The total global Deep Earth biomass is approximately 15 to 23 petagrams (15 to 23 billion tonnes) of carbon.

“Ten years ago, we knew far less about the physiologies of the bacteria and microbes that dominate the subsurface biosphere,” says Karen Lloyd, University of Tennessee at Knoxville, USA. “Today, we know that, in many places, they invest most of their energy to simply maintaining their existence and little into growth, which is a fascinating way to live.

“Today too, we know that subsurface life is common. Ten years ago, we had sampled only a few sites — the kinds of places we’d expect to find life. Now, thanks to ultra-deep sampling, we know we can find them pretty much everywhere, albeit the sampling has obviously reached only an infinitesimally tiny part of the deep biosphere.”

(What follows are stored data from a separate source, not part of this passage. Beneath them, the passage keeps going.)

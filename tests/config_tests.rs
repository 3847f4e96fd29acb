use std::env;
use std::time::Duration;

use usuarios::config::{self, Settings, DEFAULT_REQUEST_TIMEOUT_SECS};
use usuarios::directory::ErrorPolicy;

#[test]
fn test_sanitize_base_url() {
    let cases = [
        ("http://users.internal:8081/", "http://users.internal:8081"),
        ("http://users.internal:8081///", "http://users.internal:8081"),
        ("  http://users.internal:8081  ", "http://users.internal:8081"),
        ("http://gateway:8080/directorio/", "http://gateway:8080/directorio"),
        ("", "http://localhost:8081"),
        ("  / ", "http://localhost:8081"),
    ];
    for (raw, expected) in cases {
        assert_eq!(config::sanitize_base_url(raw), expected, "input {:?}", raw);
    }
}

#[test]
fn test_base_url_with_path_prefix_keeps_it_in_endpoint() {
    let settings = Settings {
        api_base_url: config::DEFAULT_API_BASE_URL.into(),
        error_policy: ErrorPolicy::Parity,
        request_timeout: Duration::from_secs(DEFAULT_REQUEST_TIMEOUT_SECS),
    }
    .with_overrides(Some("http://gateway:8080/directorio/"), false);
    let client = usuarios::api::UsuariosClient::new(reqwest::Client::new(), settings.api_base_url);

    assert_eq!(client.collection_url(), "http://gateway:8080/directorio/api/usuarios");
}

// Environment variables are process-wide, so every case that touches them
// lives in this one test.
#[test]
fn test_settings_from_env() {
    env::remove_var("API_BASE_URL");
    env::remove_var("DIRECTORY_ERROR_POLICY");
    env::remove_var("API_TIMEOUT_SECS");
    let defaults = Settings::from_env();
    assert_eq!(defaults.api_base_url, "http://localhost:8081");
    assert_eq!(defaults.error_policy, ErrorPolicy::Parity);
    assert_eq!(defaults.request_timeout, Duration::from_secs(30));

    env::set_var("API_BASE_URL", "http://users.internal:9000/");
    env::set_var("DIRECTORY_ERROR_POLICY", "unified");
    env::set_var("API_TIMEOUT_SECS", " 5 ");
    let from_env = Settings::from_env();
    assert_eq!(from_env.api_base_url, "http://users.internal:9000");
    assert_eq!(from_env.error_policy, ErrorPolicy::Unified);
    assert_eq!(from_env.request_timeout, Duration::from_secs(5));

    env::set_var("DIRECTORY_ERROR_POLICY", "sometimes");
    assert_eq!(config::get_error_policy(), ErrorPolicy::Parity);

    for bad in ["0", "soon", "-3"] {
        env::set_var("API_TIMEOUT_SECS", bad);
        assert_eq!(config::get_request_timeout(), Duration::from_secs(DEFAULT_REQUEST_TIMEOUT_SECS));
    }

    // Clean up
    env::remove_var("API_BASE_URL");
    env::remove_var("DIRECTORY_ERROR_POLICY");
    env::remove_var("API_TIMEOUT_SECS");
}

#[test]
fn test_flags_override_environment() {
    let settings = Settings {
        api_base_url: "http://localhost:8081".into(),
        error_policy: ErrorPolicy::Parity,
        request_timeout: Duration::from_secs(10),
    }
    .with_overrides(Some("http://other:8081/"), true);

    assert_eq!(settings.api_base_url, "http://other:8081");
    assert_eq!(settings.error_policy, ErrorPolicy::Unified);
    assert_eq!(settings.request_timeout, Duration::from_secs(10));

    let untouched = settings.clone().with_overrides(None, false);
    assert_eq!(untouched, settings);
}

“Our studies of deep biosphere microbes have produced much new knowledge, but also a realization and far greater appreciation of how much we have yet to learn about subsurface life,” says Rick Colwell, Oregon State University, USA. “For example, scientists do not yet know all the ways in which deep subsurface life affects surface life and vice versa. And, for now, we can only marvel at the nature of the metabolisms that allow life to survive under the extremely impoverished and forbidding conditions for life in deep Earth.”